The records that follow are to be reproduced verbatim.

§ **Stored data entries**
::::

impl<O: io::Write> Pretty<O> {
    /// Creates a new [`Pretty`] formatter writing into the given `out`.
    ///
    /// With `source` enabled, step lines are annotated with the pattern of
    /// the matched definition, and scenario titles with their location.
    #[must_use]
    pub fn new(
        out: O,
        matcher: Rc<dyn StepMatcher>,
        styles: Styles,
        source: bool,
    ) -> Self {
        Self {
            out,
            matcher,
            styles,
            source,
            keyword: String::new(),
            path: None,
            widths: HashMap::new(),
            current_widths: Vec::new(),
            blocks: HashMap::new(),
            tally: Tally::default(),
        }
    }

    /// Unwraps the underlying output.
    #[must_use]
    pub fn into_inner(self) -> O {
        self.out
    }

    fn location(&self, line: usize) -> Option<String> {
        self.source.then(|| {
            self.path.as_ref().map_or_else(
                || format!("line {line}"),
                |p| format!("{}:{line}", p.display()),
            )
        })
    }

    fn with_comment(&self, text: String, comment: Option<String>) -> String {
        match comment {
            Some(c) => format!("{text}  {}", self.styles.comment(format!("# {c}"))),
            None => text,
        }
    }

    fn styled(&self, status: Status, text: &str) -> String {
        match status {
            Status::Passed => self.styles.ok(text),
            Status::Failed => self.styles.err(text),
            Status::Pending => self.styles.pending(text),
            Status::Skipped => self.styles.skipped(text),
        }
        .into_owned()
    }

    fn write_step(
        &mut self,
        step: &Step,
        matched: Option<&StepMatch>,
        status: Status,
        error: Option<&StepFailure>,
    ) -> io::Result<()> {
        let marker = match status {
            Status::Passed => "✔",
            Status::Failed => "✘",
            Status::Pending => "?",
            Status::Skipped => "-",
        };
        let text = step.format(
            matched,
            |t| self.styled(status, t),
            |a| self.styled(status, &self.styles.bold(a)),
        );
        let line = format!(
            "{}{text}",
            self.styled(status, &format!("    {marker} {} ", step.keyword)),
        );
        let comment = matched
            .filter(|_| self.source)
            .map(|m| m.pattern.clone());
        let line = self.with_comment(line, comment);
        self.out.write_line(line)?;

        if let Some(err) = error {
            write_error(&mut self.out, &self.styles, err, "      ")?;
        }
        Ok(())
    }

    fn write_row(
        &mut self,
        cells: &[String],
        widths: &[usize],
        status: Status,
        failures: &[StepFailure],
    ) -> io::Result<()> {
        let row = table_row(cells, widths);
        let line = self.styled(status, &format!("      {row}"));
        self.out.write_line(line)?;
        for failure in failures {
            write_error(&mut self.out, &self.styles, failure, "        ")?;
        }
        Ok(())
    }

    fn outcome(
        &mut self,
        step: &Step,
        matched: Option<&StepMatch>,
        status: Status,
        error: Option<&StepFailure>,
    ) -> WriterResult<()> {
        match error {
            Some(err) => self.tally.record_failure(step, err),
            None => self.tally.record(step, status),
        }
        let index = self.tally.owner(step);

        match index.and_then(|i| self.blocks.get_mut(&i)) {
            Some(Block::Row {
                remaining,
                cells,
                widths,
                failures,
            }) => {
                *remaining = remaining.saturating_sub(1);
                failures.extend(error.cloned());
                if *remaining == 0 {
                    let cells = mem::take(cells);
                    let widths = mem::take(widths);
                    let failures = mem::take(failures);
                    let status = index
                        .and_then(|i| self.tally.scenario_status(i))
                        .unwrap_or(status);
                    self.write_row(&cells, &widths, status, &failures)?;
                }
            }
            Some(Block::Scenario { title }) => {
                if let Some(title) = title.take() {
                    self.out.write_line("")?;
                    self.out.write_line(title)?;
                }
                self.write_step(step, matched, status, error)?;
            }
            None => self.write_step(step, matched, status, error)?,
        }
        Ok(())
    }
}

/// Formats the given `cells` as a table row, padding them to `widths`.
fn table_row(cells: &[String], widths: &[usize]) -> String {
    let cells = cells
        .iter()
        .enumerate()
        .map(|(n, c)| format!("{c:<0$}", widths.get(n).copied().unwrap_or(0)))
        .join(" | ");
    format!("| {cells} |")
}

/// Calculates column widths of every outline in the given `feature`, keyed
/// by the line of the outline template.
fn column_widths(feature: &Feature) -> HashMap<usize, Vec<usize>> {
    let mut widths = HashMap::new();
    let mut current: Option<(usize, Vec<usize>)> = None;
    let widen = |widths: &mut Vec<usize>, cells: &[String]| {
        for (n, cell) in cells.iter().enumerate() {
            let len = cell.chars().count();
            match widths.get_mut(n) {
                Some(w) => *w = (*w).max(len),
                None => widths.push(len),
            }
        }
    };

    for scenario in &feature.scenarios {
        match scenario {
            Scenario::Regular(s) => {
                if let Some((line, w)) = current.take() {
                    _ = widths.insert(line, w);
                }
                if s.is_outline() {
                    let mut w = Vec::new();
                    widen(&mut w, &s.table_header);
                    current = Some((s.line, w));
                }
            }
            Scenario::Row(r) => {
                if let Some((_, w)) = current.as_mut() {
                    widen(w, &r.values);
                }
            }
        }
    }
    if let Some((line, w)) = current {
        _ = widths.insert(line, w);
    }
    widths
}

::::

§ **Result**
impl<O: io::Write> Pretty<O> {
    /// Creates a new [`Pretty`] formatter writing into the given `out`.
    ///
    /// With `source` enabled, step lines are annotated with the pattern of
    /// the matched definition, and scenario titles with their location.
    #[must_use]
    pub fn new(
        out: O,
        matcher: Rc<dyn StepMatcher>,
        styles: Styles,
        source: bool,
    ) -> Self {
        Self {
            out,
            matcher,
            styles,
            source,
            keyword: String::new(),
            path: None,
            widths: HashMap::new(),
            current_widths: Vec::new(),
            blocks: HashMap::new(),
            tally: Tally::default(),
        }
    }

    /// Unwraps the underlying output.
    #[must_use]
    pub fn into_inner(self) -> O {
        self.out
    }

    fn location(&self, line: usize) -> Option<String> {
        self.source.then(|| {
            self.path.as_ref().map_or_else(
                || format!("line {line}"),
                |p| format!("{}:{line}", p.display()),
            )
        })
    }

    fn with_comment(&self, text: String, comment: Option<String>) -> String {
        match comment {
            Some(c) => format!("{text}  {}", self.styles.comment(format!("# {c}"))),
            None => text,
        }
    }

    fn styled(&self, status: Status, text: &str) -> String {
        match status {
            Status::Passed => self.styles.ok(text),
            Status::Failed => self.styles.err(text),
            Status::Pending => self.styles.pending(text),
            Status::Skipped => self.styles.skipped(text),
        }
        .into_owned()
    }

    fn write_step(
        &mut self,
        step: &Step,
        matched: Option<&StepMatch>,
        status: Status,
        error: Option<&StepFailure>,
    ) -> io::Result<()> {
        let marker = match status {
            Status::Passed => "✔",
            Status::Failed => "✘",
            Status::Pending => "?",
            Status::Skipped => "-",
        };
        let text = step.format(
            matched,
            |t| self.styled(status, t),
            |a| self.styled(status, &self.styles.bold(a)),
        );
        let line = format!(
            "{}{text}",
            self.styled(status, &format!("    {marker} {} ", step.keyword)),
        );
        let comment = matched
            .filter(|_| self.source)
            .map(|m| m.pattern.clone());
        let line = self.with_comment(line, comment);
        self.out.write_line(line)?;

        if let Some(err) = error {
            write_error(&mut self.out, &self.styles, err, "      ")?;
        }
        Ok(())
    }

    fn write_row(
        &mut self,
        cells: &[String],
        widths: &[usize],
        status: Status,
        failures: &[StepFailure],
    ) -> io::Result<()> {
        let row = table_row(cells, widths);
        let line = self.styled(status, &format!("      {row}"));
        self.out.write_line(line)?;
        for failure in failures {
            write_error(&mut self.out, &self.styles, failure, "        ")?;
        }
        Ok(())
    }

    fn outcome(
        &mut self,
        step: &Step,
        matched: Option<&StepMatch>,
        status: Status,
        error: Option<&StepFailure>,
    ) -> WriterResult<()> {
        match error {
            Some(err) => self.tally.record_failure(step, err),
            None => self.tally.record(step, status),
        }
        let index = self.tally.owner(step);

        match index.and_then(|i| self.blocks.get_mut(&i)) {
            Some(Block::Row {
                remaining,
                cells,
                widths,
                failures,
            }) => {
                *remaining = remaining.saturating_sub(1);
                failures.extend(error.cloned());
                if *remaining == 0 {
                    let cells = mem::take(cells);
                    let widths = mem::take(widths);
                    let failures = mem::take(failures);
                    let status = index
                        .and_then(|i| self.tally.scenario_status(i))
                        .unwrap_or(status);
                    self.write_row(&cells, &widths, status, &failures)?;
                }
            }
            Some(Block::Scenario { title }) => {
                if let Some(title) = title.take() {
                    self.out.write_line("")?;
                    self.out.write_line(title)?;
                }
                self.write_step(step, matched, status, error)?;
            }
            None => self.write_step(step, matched, status, error)?,
        }
        Ok(())
    }
}

/// Formats the given `cells` as a table row, padding them to `widths`.
fn table_row(cells: &[String], widths: &[usize]) -> String {
    let cells = cells
        .iter()
        .enumerate()
        .map(|(n, c)| format!("{c:<0$}", widths.get(n).copied().unwrap_or(0)))
        .join(" | ");
    format!("| {cells} |")
}

/// Calculates column widths of every outline in the given `feature`, keyed
/// by the line of the outline template.
fn column_widths(feature: &Feature) -> HashMap<usize, Vec<usize>> {
    let mut widths = HashMap::new();
    let mut current: Option<(usize, Vec<usize>)> = None;
    let widen = |widths: &mut Vec<usize>, cells: &[String]| {
        for (n, cell) in cells.iter().enumerate() {
            let len = cell.chars().count();
            match widths.get_mut(n) {
                Some(w) => *w = (*w).max(len),
                None => widths.push(len),
            }
        }
    };

    for scenario in &feature.scenarios {
        match scenario {
            Scenario::Regular(s) => {
                if let Some((line, w)) = current.take() {
                    _ = widths.insert(line, w);
                }
                if s.is_outline() {
                    let mut w = Vec::new();
                    widen(&mut w, &s.table_header);
                    current = Some((s.line, w));
                }
            }
            Scenario::Row(r) => {
                if let Some((_, w)) = current.as_mut() {
                    widen(w, &r.values);
                }
            }
        }
    }
    if let Some((line, w)) = current {
        _ = widths.insert(line, w);
    }
    widths
}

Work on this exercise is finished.